[Saved entries]
::::::::

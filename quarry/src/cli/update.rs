// SPDX-FileCopyrightText: Copyright © 2020-2025 Serpent OS Developers
//
// SPDX-License-Identifier: MPL-2.0

use clap::Parser;
use quarry::{
    copr,
    pipeline::{self, Options, Outcome},
    Env,
};
use thiserror::Error;
use tui::Styled;

#[derive(Debug, Parser)]
#[command(about = "Download a new release, refresh the spec, build the SRPM and submit it to COPR")]
pub struct Command {
    #[arg(long, default_value = "false", help = "Rebuild even if the spec is already at the latest version")]
    force: bool,
    #[arg(long, default_value = "false", help = "Stop after building the SRPM")]
    no_submit: bool,
    #[arg(long, default_value = "false", help = "Don't wait for the COPR build to finish")]
    nowait: bool,
}

pub async fn handle(command: Command, env: Env) -> Result<(), Error> {
    let Command {
        force,
        no_submit,
        nowait,
    } = command;

    println!("Checking for new {} releases...", env.project.repository().bold());

    let outcome = pipeline::run(
        &env,
        Options {
            force,
            no_submit,
            nowait,
        },
    )
    .await?;

    match outcome {
        Outcome::Skipped { tag, reason } => {
            println!("{} {reason} build version: {tag}", "Skipping".yellow());
        }
        Outcome::UpToDate { version } => {
            println!("Already at the latest version: {}", version.bold());
        }
        Outcome::Built { version, srpm } => {
            println!("{} {version}: {}", "Built".green(), srpm.display());
        }
        Outcome::Submitted {
            version,
            srpm,
            build_id,
        } => {
            println!("{} {version}: {}", "Submitted".green(), srpm.display());
            if let Some(id) = build_id {
                println!("Build ID: {}", id.to_string().bold());
                println!(
                    "Build status URL: {}",
                    copr::status_url(env.project.copr_frontend(), id)
                );
            }
        }
    }

    println!("Done!");

    Ok(())
}

#[derive(Debug, Error)]
pub enum Error {
    #[error("pipeline")]
    Pipeline(#[from] pipeline::Error),
}
// SPDX-FileCopyrightText: Copyright © 2020-2025 Serpent OS Developers
//
// SPDX-License-Identifier: MPL-2.0

use std::path::PathBuf;

use serde::{Deserialize, Serialize};
use url::Url;

const DEFAULT_REPOSITORY: &str = "zen-browser/desktop";
const DEFAULT_API_URL: &str = "https://api.github.com";
const DEFAULT_ASSET: &str = "linux-x86_64.tar.xz";
const DEFAULT_NIGHTLY_MARKER: &str = "t";
const DEFAULT_SOURCE_BASE: &str = "https://github.com";
const DEFAULT_SPEC: &str = "zen-browser.spec";
const DEFAULT_COPR_PROJECT: &str = "51ddh4r7h/zen-browser";
const DEFAULT_COPR_FRONTEND: &str = "https://copr.fedorainfracloud.org";
const DEFAULT_CHANGELOG_AUTHOR: &str = "COPR Build System <copr-build@fedoraproject.org>";
const DEFAULT_RPMBUILD: &str = "rpmbuild";
const DEFAULT_COPR_CLI: &str = "copr-cli";

/// What to track upstream and where to send the rebuilt package
///
/// Every field is optional so drop-ins only need to state what they
/// change, unset fields fall back to the Zen Browser defaults.
#[derive(Debug, Clone, Default, PartialEq, Eq, Serialize, Deserialize)]
#[serde(deny_unknown_fields)]
pub struct Project {
    #[serde(default, skip_serializing_if = "Option::is_none")]
    pub repository: Option<String>,
    #[serde(default, skip_serializing_if = "Option::is_none")]
    pub api_url: Option<Url>,
    #[serde(default, skip_serializing_if = "Option::is_none")]
    pub asset: Option<String>,
    #[serde(default, skip_serializing_if = "Option::is_none")]
    pub nightly_marker: Option<String>,
    #[serde(default, skip_serializing_if = "Option::is_none")]
    pub source_base: Option<Url>,
    #[serde(default, skip_serializing_if = "Option::is_none")]
    pub spec: Option<String>,
    #[serde(default, skip_serializing_if = "Option::is_none")]
    pub copr_project: Option<String>,
    #[serde(default, skip_serializing_if = "Option::is_none")]
    pub copr_frontend: Option<Url>,
    #[serde(default, skip_serializing_if = "Option::is_none")]
    pub changelog_author: Option<String>,
    #[serde(default, skip_serializing_if = "Option::is_none")]
    pub dist: Option<String>,
    #[serde(default, skip_serializing_if = "Option::is_none")]
    pub rpmbuild_root: Option<PathBuf>,
    #[serde(default, skip_serializing_if = "Option::is_none")]
    pub rpmbuild: Option<String>,
    #[serde(default, skip_serializing_if = "Option::is_none")]
    pub copr_cli: Option<String>,
}

impl config::Config for Project {
    fn domain() -> String {
        "project".into()
    }

    fn merge(self, other: Self) -> Self {
        Self {
            repository: other.repository.or(self.repository),
            api_url: other.api_url.or(self.api_url),
            asset: other.asset.or(self.asset),
            nightly_marker: other.nightly_marker.or(self.nightly_marker),
            source_base: other.source_base.or(self.source_base),
            spec: other.spec.or(self.spec),
            copr_project: other.copr_project.or(self.copr_project),
            copr_frontend: other.copr_frontend.or(self.copr_frontend),
            changelog_author: other.changelog_author.or(self.changelog_author),
            dist: other.dist.or(self.dist),
            rpmbuild_root: other.rpmbuild_root.or(self.rpmbuild_root),
            rpmbuild: other.rpmbuild.or(self.rpmbuild),
            copr_cli: other.copr_cli.or(self.copr_cli),
        }
    }
}

impl Project {
    /// Every field populated with its effective value
    pub fn defaults() -> Self {
        Self {
            repository: Some(DEFAULT_REPOSITORY.to_owned()),
            api_url: DEFAULT_API_URL.parse().ok(),
            asset: Some(DEFAULT_ASSET.to_owned()),
            nightly_marker: Some(DEFAULT_NIGHTLY_MARKER.to_owned()),
            source_base: DEFAULT_SOURCE_BASE.parse().ok(),
            spec: Some(DEFAULT_SPEC.to_owned()),
            copr_project: Some(DEFAULT_COPR_PROJECT.to_owned()),
            copr_frontend: DEFAULT_COPR_FRONTEND.parse().ok(),
            changelog_author: Some(DEFAULT_CHANGELOG_AUTHOR.to_owned()),
            dist: None,
            rpmbuild_root: None,
            rpmbuild: Some(DEFAULT_RPMBUILD.to_owned()),
            copr_cli: Some(DEFAULT_COPR_CLI.to_owned()),
        }
    }

    /// `owner/name` of the upstream GitHub repository
    pub fn repository(&self) -> &str {
        self.repository.as_deref().unwrap_or(DEFAULT_REPOSITORY)
    }

    /// The `releases/latest` endpoint for [`Self::repository`]
    pub fn latest_release_url(&self) -> Result<Url, url::ParseError> {
        let base = match &self.api_url {
            Some(url) => url.as_str().trim_end_matches('/').to_owned(),
            None => DEFAULT_API_URL.to_owned(),
        };

        format!("{base}/repos/{}/releases/latest", self.repository()).parse()
    }

    /// Substring identifying the archive among release assets
    pub fn asset(&self) -> &str {
        self.asset.as_deref().unwrap_or(DEFAULT_ASSET)
    }

    /// Tags containing this are nightly builds; empty disables the check
    pub fn nightly_marker(&self) -> &str {
        self.nightly_marker.as_deref().unwrap_or(DEFAULT_NIGHTLY_MARKER)
    }

    /// `Source0` of the descriptor for `asset` of release `version`
    ///
    /// Always points at the public release page rather than wherever
    /// the API served the asset from, so local mirrors never leak into
    /// the packaged descriptor.
    pub fn source_url(&self, version: &str, asset: &str) -> String {
        let base = self
            .source_base
            .as_ref()
            .map(Url::as_str)
            .unwrap_or(DEFAULT_SOURCE_BASE)
            .trim_end_matches('/');

        format!("{base}/{}/releases/download/{version}/{asset}", self.repository())
    }

    /// File name of the descriptor under `SPECS/`
    pub fn spec(&self) -> &str {
        self.spec.as_deref().unwrap_or(DEFAULT_SPEC)
    }

    pub fn copr_project(&self) -> &str {
        self.copr_project.as_deref().unwrap_or(DEFAULT_COPR_PROJECT)
    }

    pub fn copr_frontend(&self) -> &str {
        self.copr_frontend
            .as_ref()
            .map(Url::as_str)
            .unwrap_or(DEFAULT_COPR_FRONTEND)
            .trim_end_matches('/')
    }

    pub fn changelog_author(&self) -> &str {
        self.changelog_author.as_deref().unwrap_or(DEFAULT_CHANGELOG_AUTHOR)
    }

    /// Program invoked to build the source package
    pub fn rpmbuild(&self) -> &str {
        self.rpmbuild.as_deref().unwrap_or(DEFAULT_RPMBUILD)
    }

    /// Program invoked to submit builds
    pub fn copr_cli(&self) -> &str {
        self.copr_cli.as_deref().unwrap_or(DEFAULT_COPR_CLI)
    }
}
// SPDX-FileCopyrightText: Copyright © 2020-2025 Serpent OS Developers
//
// SPDX-License-Identifier: MPL-2.0

use std::time::Duration;

pub use self::reexport::*;
pub use self::styled::Styled;

mod styled;

const TICK_CHARS: &str = "--=≡■≡=--";
const TICK_INTERVAL: Duration = Duration::from_millis(150);

/// Progress bar for a byte stream of known or unknown length
///
/// With a known `total` a bar is drawn, otherwise only
/// a spinner with the throughput.
pub fn transfer(message: impl Into<String>, total: Option<u64>) -> ProgressBar {
    let (len, template) = match total {
        Some(len) => (
            len,
            " {spinner} {wide_msg} |{bar:20.cyan/blue}| {binary_bytes:>.dim}/{binary_total_bytes:.dim} {binary_bytes_per_sec:>.dim} ",
        ),
        None => (u64::MAX, " {spinner} {wide_msg} {binary_bytes_per_sec:>.dim} "),
    };

    let pb = ProgressBar::new(len).with_message(message.into()).with_style(
        ProgressStyle::with_template(template)
            .expect("valid template")
            .progress_chars("■≡=- ")
            .tick_chars(TICK_CHARS),
    );
    pb.enable_steady_tick(TICK_INTERVAL);
    pb
}

/// Spinner for a step with no measurable progress, such as
/// waiting on an external tool
pub fn spinner(message: impl Into<String>) -> ProgressBar {
    let pb = ProgressBar::new_spinner().with_message(message.into()).with_style(
        ProgressStyle::with_template(" {spinner} {wide_msg} ")
            .expect("valid template")
            .tick_chars(TICK_CHARS),
    );
    pb.enable_steady_tick(TICK_INTERVAL);
    pb
}

mod reexport {
    pub use crossterm::style::Stylize;
    pub use indicatif::*;
}
//! domus-domain
//!
//! Pure data types for the expense forecasting pipeline (ledger records,
//! monthly series, forecast output). No I/O, no storage, no model code.

pub mod forecast;
pub mod month;
pub mod record;
pub mod series;

pub use forecast::*;
pub use month::{add_months, month_start, truncate_to_month};
pub use record::*;
pub use series::*;
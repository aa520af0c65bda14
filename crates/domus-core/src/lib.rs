//! domus-core
//!
//! Forecasting pipeline for building expense ledgers: monthly series
//! construction, model selection, the cold-start and seasonal estimators,
//! and the actual/forecast reconciler. Depends on domus-domain. No CLI, no
//! terminal I/O, no concrete storage backend.

pub mod cold_start;
pub mod error;
pub mod forecast_service;
pub mod model;
pub mod reconcile_service;
pub mod seasonal;
pub mod series_service;
pub mod store;
pub mod time;
pub mod transform;

pub use cold_start::ColdStartEstimator;
pub use error::CoreError;
pub use forecast_service::{ForecastService, DEFAULT_HORIZON_MONTHS};
pub use model::{select_model, ModelChoice, SEASONAL_MIN_MONTHS};
pub use reconcile_service::ReconcileService;
pub use seasonal::SeasonalModel;
pub use series_service::SeriesService;
pub use store::ExpenseStore;
pub use time::{Clock, SystemClock};
//! Forecast output types: model points, reconciled rows, and the report.

use std::fmt;

use chrono::NaiveDate;
use serde::{Deserialize, Serialize};

/// A single model output point on the original value scale.
///
/// The decomposition fields are populated only by the seasonal model; the
/// cold-start estimator leaves them `None`. `seasonal` carries the yearly
/// component in log-scale units, matching the upstream contract.
#[derive(Debug, Clone, Copy, PartialEq, Serialize, Deserialize)]
pub struct ForecastPoint {
    #[serde(with = "crate::month::month_format")]
    pub date: NaiveDate,
    pub predicted: f64,
    pub trend: Option<f64>,
    pub seasonal: Option<f64>,
}

/// One row of the merged actual/forecast sequence.
///
/// Invariant: `actual` and `forecast` are never both `Some`. The
/// decomposition fields accompany only a non-suppressed forecast.
#[derive(Debug, Clone, Copy, PartialEq, Serialize, Deserialize)]
pub struct ReconciledPoint {
    #[serde(with = "crate::month::month_format")]
    pub date: NaiveDate,
    pub actual: Option<f64>,
    pub forecast: Option<f64>,
    pub trend: Option<f64>,
    pub seasonal: Option<f64>,
}

/// Identifies which estimator produced the forecast values in a report.
/// Serializes as the user-facing method label.
#[derive(Debug, Clone, Copy, PartialEq, Eq, Serialize, Deserialize)]
pub enum ForecastMethod {
    #[serde(rename = "Statistical Average (Cold Start)")]
    ColdStart,
    #[serde(rename = "Seasonal Log-Normal Model")]
    Seasonal,
}

impl ForecastMethod {
    pub fn label(self) -> &'static str {
        match self {
            ForecastMethod::ColdStart => "Statistical Average (Cold Start)",
            ForecastMethod::Seasonal => "Seasonal Log-Normal Model",
        }
    }
}

impl fmt::Display for ForecastMethod {
    fn fmt(&self, f: &mut fmt::Formatter<'_>) -> fmt::Result {
        f.write_str(self.label())
    }
}

/// The full response payload: the method label plus the chronological
/// actual/forecast series.
#[derive(Debug, Clone, PartialEq, Serialize, Deserialize)]
pub struct ForecastReport {
    pub method: ForecastMethod,
    pub data: Vec<ReconciledPoint>,
}
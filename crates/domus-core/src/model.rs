//! Model selection from training-series length.

use domus_domain::MonthPoint;

/// Minimum number of training months before the seasonal model is trusted
/// over the flat average. Below one full annual cycle there is nothing to
/// estimate yearly periodicity from.
pub const SEASONAL_MIN_MONTHS: usize = 12;

/// Explicit model choice, so selection can be asserted independently of
/// fitting.
#[derive(Debug, Clone, Copy, PartialEq, Eq)]
pub enum ModelChoice {
    ColdStart,
    Seasonal,
}

/// Picks the estimator from the training-series length alone.
pub fn select_model(training: &[MonthPoint]) -> ModelChoice {
    if training.len() < SEASONAL_MIN_MONTHS {
        ModelChoice::ColdStart
    } else {
        ModelChoice::Seasonal
    }
}
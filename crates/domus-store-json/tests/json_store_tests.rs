use std::fs;

use domus_core::{CoreError, ExpenseStore};
use domus_domain::ExpenseRecord;
use domus_store_json::JsonExpenseStore;
use tempfile::tempdir;

#[test]
fn store_saves_and_loads_building_records() {
    let dir = tempdir().expect("tempdir");
    let store = JsonExpenseStore::new(dir.path().join("buildings")).expect("create store");

    let records = vec![
        ExpenseRecord::new(2024, 1, 120.0, "cleaning"),
        ExpenseRecord::new(2024, 1, 2500.0, "repair"),
        ExpenseRecord::new(2024, 2, 80.5, "electricity"),
    ];
    store
        .save_building("Riga 12", &records)
        .expect("save building");

    let loaded = store
        .expenses_for_building("Riga 12")
        .expect("load building");
    assert_eq!(loaded, records);

    // Identifiers are sanitized into stable file stems.
    let path = store.building_path("Riga 12");
    assert!(path.ends_with("riga_12.json"));
    assert!(path.exists());
}

#[test]
fn unknown_building_yields_empty_record_set() {
    let dir = tempdir().expect("tempdir");
    let store = JsonExpenseStore::new(dir.path()).expect("create store");

    let records = store
        .expenses_for_building("nowhere")
        .expect("query unknown building");
    assert!(records.is_empty());
}

#[test]
fn malformed_ledger_file_is_a_store_error() {
    let dir = tempdir().expect("tempdir");
    let store = JsonExpenseStore::new(dir.path()).expect("create store");
    fs::write(store.building_path("broken"), "{not json").expect("write garbage");

    let err = store.expenses_for_building("broken").unwrap_err();
    assert!(matches!(err, CoreError::Store(_)));
}

#[test]
fn list_buildings_returns_sorted_stems() {
    let dir = tempdir().expect("tempdir");
    let store = JsonExpenseStore::new(dir.path()).expect("create store");

    store.save_building("Beta House", &[]).expect("save");
    store.save_building("Alpha Block", &[]).expect("save");

    let names = store.list_buildings().expect("list");
    assert_eq!(names, vec!["alpha_block", "beta_house"]);
}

::::::::

# WHAT YOU SHOULD DO:
Copy out each line of the data that includes the string "ExpenseRecord".

# YOUR SOLUTION:
use domus_domain::ExpenseRecord;
        ExpenseRecord::new(2024, 1, 120.0, "cleaning"),
        ExpenseRecord::new(2024, 1, 2500.0, "repair"),
        ExpenseRecord::new(2024, 2, 80.5, "electricity"),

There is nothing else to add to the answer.